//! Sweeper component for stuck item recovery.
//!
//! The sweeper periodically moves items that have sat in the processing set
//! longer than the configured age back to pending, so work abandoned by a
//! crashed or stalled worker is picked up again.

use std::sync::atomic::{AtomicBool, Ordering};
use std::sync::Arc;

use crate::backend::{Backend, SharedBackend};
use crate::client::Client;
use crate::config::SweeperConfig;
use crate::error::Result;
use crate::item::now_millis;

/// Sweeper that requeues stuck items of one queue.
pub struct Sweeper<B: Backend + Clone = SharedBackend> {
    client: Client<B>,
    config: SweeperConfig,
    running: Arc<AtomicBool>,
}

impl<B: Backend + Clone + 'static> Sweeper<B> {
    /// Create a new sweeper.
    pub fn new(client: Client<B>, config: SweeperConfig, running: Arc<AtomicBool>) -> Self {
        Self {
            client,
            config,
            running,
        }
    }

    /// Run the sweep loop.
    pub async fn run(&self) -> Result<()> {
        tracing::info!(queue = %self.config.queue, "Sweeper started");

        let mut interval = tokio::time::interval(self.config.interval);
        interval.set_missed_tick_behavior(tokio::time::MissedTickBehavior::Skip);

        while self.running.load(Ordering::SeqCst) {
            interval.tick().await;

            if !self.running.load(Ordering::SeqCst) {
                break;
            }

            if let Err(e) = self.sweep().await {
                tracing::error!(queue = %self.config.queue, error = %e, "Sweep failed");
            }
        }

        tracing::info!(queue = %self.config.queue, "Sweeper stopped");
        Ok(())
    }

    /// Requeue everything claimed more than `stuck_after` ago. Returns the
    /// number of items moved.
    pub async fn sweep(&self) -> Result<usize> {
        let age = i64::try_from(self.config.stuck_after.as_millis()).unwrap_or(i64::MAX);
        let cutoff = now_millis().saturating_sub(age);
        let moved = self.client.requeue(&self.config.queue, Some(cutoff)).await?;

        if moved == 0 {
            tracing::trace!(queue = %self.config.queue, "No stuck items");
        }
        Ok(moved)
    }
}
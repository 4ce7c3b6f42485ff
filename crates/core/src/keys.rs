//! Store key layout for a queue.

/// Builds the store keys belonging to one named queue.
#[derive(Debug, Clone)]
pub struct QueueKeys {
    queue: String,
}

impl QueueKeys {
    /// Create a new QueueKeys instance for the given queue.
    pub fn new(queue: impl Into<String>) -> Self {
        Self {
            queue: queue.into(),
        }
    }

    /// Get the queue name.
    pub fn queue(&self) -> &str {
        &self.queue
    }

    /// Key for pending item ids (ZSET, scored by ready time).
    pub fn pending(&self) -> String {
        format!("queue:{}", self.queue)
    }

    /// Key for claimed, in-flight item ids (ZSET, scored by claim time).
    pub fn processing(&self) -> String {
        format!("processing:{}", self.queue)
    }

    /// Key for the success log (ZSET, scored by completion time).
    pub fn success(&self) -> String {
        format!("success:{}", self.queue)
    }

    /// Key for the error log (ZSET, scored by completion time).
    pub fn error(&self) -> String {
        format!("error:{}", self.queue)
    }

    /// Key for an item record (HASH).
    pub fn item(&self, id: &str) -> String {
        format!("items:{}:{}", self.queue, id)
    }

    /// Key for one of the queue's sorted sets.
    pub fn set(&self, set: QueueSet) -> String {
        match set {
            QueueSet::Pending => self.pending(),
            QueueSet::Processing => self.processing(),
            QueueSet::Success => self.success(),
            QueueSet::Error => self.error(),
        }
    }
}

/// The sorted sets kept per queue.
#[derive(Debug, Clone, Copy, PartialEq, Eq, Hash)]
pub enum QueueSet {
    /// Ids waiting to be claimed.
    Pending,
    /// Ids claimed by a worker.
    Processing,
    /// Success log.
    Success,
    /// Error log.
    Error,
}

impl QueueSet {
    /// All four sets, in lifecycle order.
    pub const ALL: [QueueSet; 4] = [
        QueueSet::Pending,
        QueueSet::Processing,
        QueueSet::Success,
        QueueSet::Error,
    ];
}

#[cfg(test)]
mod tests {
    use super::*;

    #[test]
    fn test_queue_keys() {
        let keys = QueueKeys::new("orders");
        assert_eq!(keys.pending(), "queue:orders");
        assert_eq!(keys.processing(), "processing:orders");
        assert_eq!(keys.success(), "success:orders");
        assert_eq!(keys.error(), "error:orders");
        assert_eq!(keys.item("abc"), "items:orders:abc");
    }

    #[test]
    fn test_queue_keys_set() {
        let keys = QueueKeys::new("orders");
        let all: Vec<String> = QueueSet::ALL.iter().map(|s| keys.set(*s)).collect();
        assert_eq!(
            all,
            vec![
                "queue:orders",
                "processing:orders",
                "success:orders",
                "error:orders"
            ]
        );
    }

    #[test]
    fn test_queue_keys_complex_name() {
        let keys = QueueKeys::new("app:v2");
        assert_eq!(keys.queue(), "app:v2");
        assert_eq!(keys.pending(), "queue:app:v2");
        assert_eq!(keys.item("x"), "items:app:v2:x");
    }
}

★ ★ ★

EXERCISE GOAL: When a line of the records holds the word "sorted", copy that line.

EXERCISE ANSWER:
    /// Key for one of the queue's sorted sets.
/// The sorted sets kept per queue.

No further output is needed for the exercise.